§ **DATA RECORDS**
//! Link classification for autoindex pages.
//!
//! Given the raw HTML of one listing page, extracts the anchors that point at
//! subdirectories of the crawled site and discards everything else (files,
//! navigation artifacts, links escaping the seed site).

use scraper::{Html, Selector};
use url::Url;

/// An admissible directory link extracted from one listing page.
#[derive(Debug, Clone, PartialEq, Eq)]
pub struct DirectoryLink {
    /// The directory's own name: the raw href with leading/trailing `/` stripped.
    pub name: String,
    /// URL path component of the resolved URL.
    pub path: String,
    /// Fully resolved absolute URL.
    pub url: String,
}

/// Extracts the admissible subdirectory links from `html`.
///
/// Rules, in order:
/// - anchors without an `href` are ignored;
/// - hrefs that are exactly `../`, `./` or `/` are navigation artifacts of
///   autoindex pages and are dropped;
/// - a link is a directory link iff its raw href ends with `/` (the
///   autoindex convention; files never do);
/// - the href is resolved against `base_url` and admitted only if the
///   resolved URL string starts with `seed_url`. This is a literal prefix
///   comparison, not a normalized path comparison; downstream data depends
///   on the literal semantics.
///
/// Malformed markup never fails: the parse is best-effort and simply yields
/// fewer or no links.
pub fn classify(seed_url: &str, base_url: &Url, html: &str) -> Vec<DirectoryLink> {
    let document = Html::parse_document(html);
    let anchors = match Selector::parse("a[href]") {
        Ok(s) => s,
        Err(_) => return Vec::new(),
    };

    let mut links = Vec::new();
    for element in document.select(&anchors) {
        let href = match element.value().attr("href") {
            Some(h) => h,
            None => continue,
        };

        // Parent/self navigation links common in listing indexes
        if matches!(href, "../" | "./" | "/") {
            continue;
        }

        // Directories end with '/', files do not. Files are never followed
        // or recorded.
        if !href.ends_with('/') {
            continue;
        }

        let resolved = match base_url.join(href) {
            Ok(u) => u,
            Err(_) => continue,
        };

        // Containment: never escape the seed site
        if !resolved.as_str().starts_with(seed_url) {
            continue;
        }

        let path = resolved.path().to_string();
        links.push(DirectoryLink {
            name: href.trim_matches('/').to_string(),
            path,
            url: resolved.into(),
        });
    }
    links
}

§ **ACTION ITEM**
All entries must be repeated exactly.

§ **EXPECTED OUTPUT**
//! Link classification for autoindex pages.
//!
//! Given the raw HTML of one listing page, extracts the anchors that point at
//! subdirectories of the crawled site and discards everything else (files,
//! navigation artifacts, links escaping the seed site).

use scraper::{Html, Selector};
use url::Url;

/// An admissible directory link extracted from one listing page.
#[derive(Debug, Clone, PartialEq, Eq)]
pub struct DirectoryLink {
    /// The directory's own name: the raw href with leading/trailing `/` stripped.
    pub name: String,
    /// URL path component of the resolved URL.
    pub path: String,
    /// Fully resolved absolute URL.
    pub url: String,
}

/// Extracts the admissible subdirectory links from `html`.
///
/// Rules, in order:
/// - anchors without an `href` are ignored;
/// - hrefs that are exactly `../`, `./` or `/` are navigation artifacts of
///   autoindex pages and are dropped;
/// - a link is a directory link iff its raw href ends with `/` (the
///   autoindex convention; files never do);
/// - the href is resolved against `base_url` and admitted only if the
///   resolved URL string starts with `seed_url`. This is a literal prefix
///   comparison, not a normalized path comparison; downstream data depends
///   on the literal semantics.
///
/// Malformed markup never fails: the parse is best-effort and simply yields
/// fewer or no links.
pub fn classify(seed_url: &str, base_url: &Url, html: &str) -> Vec<DirectoryLink> {
    let document = Html::parse_document(html);
    let anchors = match Selector::parse("a[href]") {
        Ok(s) => s,
        Err(_) => return Vec::new(),
    };

    let mut links = Vec::new();
    for element in document.select(&anchors) {
        let href = match element.value().attr("href") {
            Some(h) => h,
            None => continue,
        };

        // Parent/self navigation links common in listing indexes
        if matches!(href, "../" | "./" | "/") {
            continue;
        }

        // Directories end with '/', files do not. Files are never followed
        // or recorded.
        if !href.ends_with('/') {
            continue;
        }

        let resolved = match base_url.join(href) {
            Ok(u) => u,
            Err(_) => continue,
        };

        // Containment: never escape the seed site
        if !resolved.as_str().starts_with(seed_url) {
            continue;
        }

        let path = resolved.path().to_string();
        links.push(DirectoryLink {
            name: href.trim_matches('/').to_string(),
            path,
            url: resolved.into(),
        });
    }
    links
}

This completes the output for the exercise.